Start of Input for this task
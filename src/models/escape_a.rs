use crate::error::Result;
use crate::frequency_index::FrequencyIndex;
use crate::models::{check_ordinal, check_position, monotone_search, EscapeModel, ProbabilityModel};
use crate::{Count, FrequencyStats, Ordinal};

/// An adaptive model with an escape mechanism in the style of method "A".
///
/// With `U` distinct symbols seen so far, every unseen symbol has weight `1` and a symbol seen
/// `k` times has weight `k · (max_ord − U)`. Unseen symbols therefore share a total weight of
/// `max_ord − U`, exactly as much as a single observation of a seen symbol, and stay codable.
/// Once every symbol has been seen the multiplier stays at `1`.
#[derive(Clone, Debug)]
pub struct AdaptiveA {
    /// How many times each symbol has been observed.
    real: FrequencyIndex,

    /// `1` for each symbol observed at least once.
    unique: FrequencyIndex,
}

impl AdaptiveA {
    /// Returns the number of distinct symbols not yet seen.
    #[inline(always)]
    fn unseen(&self) -> Count {
        self.max_ord() - self.unique.total()
    }

    /// The weight of a single observation.
    #[inline(always)]
    fn multiplier(&self) -> Count {
        self.unseen().max(1)
    }

    /// Returns the cumulative weight of all the symbols `<= ordinal`.
    fn cumulative_high(&self, ordinal: Ordinal) -> Count {
        let unique = self.unique.prefix_sum(ordinal);
        (ordinal + 1 - unique) + self.multiplier() * self.real.prefix_sum(ordinal)
    }
}

impl EscapeModel for AdaptiveA {
    fn with_max_ord(max_ord: Ordinal) -> Self {
        Self {
            real: FrequencyIndex::new(max_ord),
            unique: FrequencyIndex::new(max_ord),
        }
    }

    fn observed(&self) -> Count {
        self.real.total()
    }
}

impl ProbabilityModel for AdaptiveA {
    fn max_ord(&self) -> Ordinal {
        self.real.max_ord()
    }

    fn peek(&self, ordinal: Ordinal) -> Result<FrequencyStats> {
        check_ordinal(ordinal, self.max_ord())?;
        let multiplier = self.multiplier();
        let unseen_below = ordinal - self.unique.sum_below(ordinal);
        let low = unseen_below + multiplier * self.real.sum_below(ordinal);
        let width = match self.real.count(ordinal) {
            0 => 1,
            seen => seen * multiplier,
        };
        Ok(FrequencyStats::new(low, low + width, self.total_count()))
    }

    fn commit(&mut self, ordinal: Ordinal) {
        if self.real.count(ordinal) == 0 {
            self.unique.update(ordinal, 1);
        }
        self.real.update(ordinal, 1);
    }

    fn ordinal_for(&self, position: Count) -> Result<Ordinal> {
        check_position(position, self.total_count())?;
        Ok(monotone_search(self.max_ord(), position, |ordinal| {
            self.cumulative_high(ordinal)
        }))
    }

    fn total_count(&self) -> Count {
        self.unseen() + self.multiplier() * self.real.total()
    }
}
End of Input for this task
Task to complete: Reproduce each entry exactly, with nothing missing.

Answer to the exercise:
filename src/models/escape_a.rs
use crate::error::Result;
use crate::frequency_index::FrequencyIndex;
use crate::models::{check_ordinal, check_position, monotone_search, EscapeModel, ProbabilityModel};
use crate::{Count, FrequencyStats, Ordinal};

/// An adaptive model with an escape mechanism in the style of method "A".
///
/// With `U` distinct symbols seen so far, every unseen symbol has weight `1` and a symbol seen
/// `k` times has weight `k · (max_ord − U)`. Unseen symbols therefore share a total weight of
/// `max_ord − U`, exactly as much as a single observation of a seen symbol, and stay codable.
/// Once every symbol has been seen the multiplier stays at `1`.
#[derive(Clone, Debug)]
pub struct AdaptiveA {
    /// How many times each symbol has been observed.
    real: FrequencyIndex,

    /// `1` for each symbol observed at least once.
    unique: FrequencyIndex,
}

impl AdaptiveA {
    /// Returns the number of distinct symbols not yet seen.
    #[inline(always)]
    fn unseen(&self) -> Count {
        self.max_ord() - self.unique.total()
    }

    /// The weight of a single observation.
    #[inline(always)]
    fn multiplier(&self) -> Count {
        self.unseen().max(1)
    }

    /// Returns the cumulative weight of all the symbols `<= ordinal`.
    fn cumulative_high(&self, ordinal: Ordinal) -> Count {
        let unique = self.unique.prefix_sum(ordinal);
        (ordinal + 1 - unique) + self.multiplier() * self.real.prefix_sum(ordinal)
    }
}

impl EscapeModel for AdaptiveA {
    fn with_max_ord(max_ord: Ordinal) -> Self {
        Self {
            real: FrequencyIndex::new(max_ord),
            unique: FrequencyIndex::new(max_ord),
        }
    }

    fn observed(&self) -> Count {
        self.real.total()
    }
}

impl ProbabilityModel for AdaptiveA {
    fn max_ord(&self) -> Ordinal {
        self.real.max_ord()
    }

    fn peek(&self, ordinal: Ordinal) -> Result<FrequencyStats> {
        check_ordinal(ordinal, self.max_ord())?;
        let multiplier = self.multiplier();
        let unseen_below = ordinal - self.unique.sum_below(ordinal);
        let low = unseen_below + multiplier * self.real.sum_below(ordinal);
        let width = match self.real.count(ordinal) {
            0 => 1,
            seen => seen * multiplier,
        };
        Ok(FrequencyStats::new(low, low + width, self.total_count()))
    }

    fn commit(&mut self, ordinal: Ordinal) {
        if self.real.count(ordinal) == 0 {
            self.unique.update(ordinal, 1);
        }
        self.real.update(ordinal, 1);
    }

    fn ordinal_for(&self, position: Count) -> Result<Ordinal> {
        check_position(position, self.total_count())?;
        Ok(monotone_search(self.max_ord(), position, |ordinal| {
            self.cumulative_high(ordinal)
        }))
    }

    fn total_count(&self) -> Count {
        self.unseen() + self.multiplier() * self.real.total()
    }
}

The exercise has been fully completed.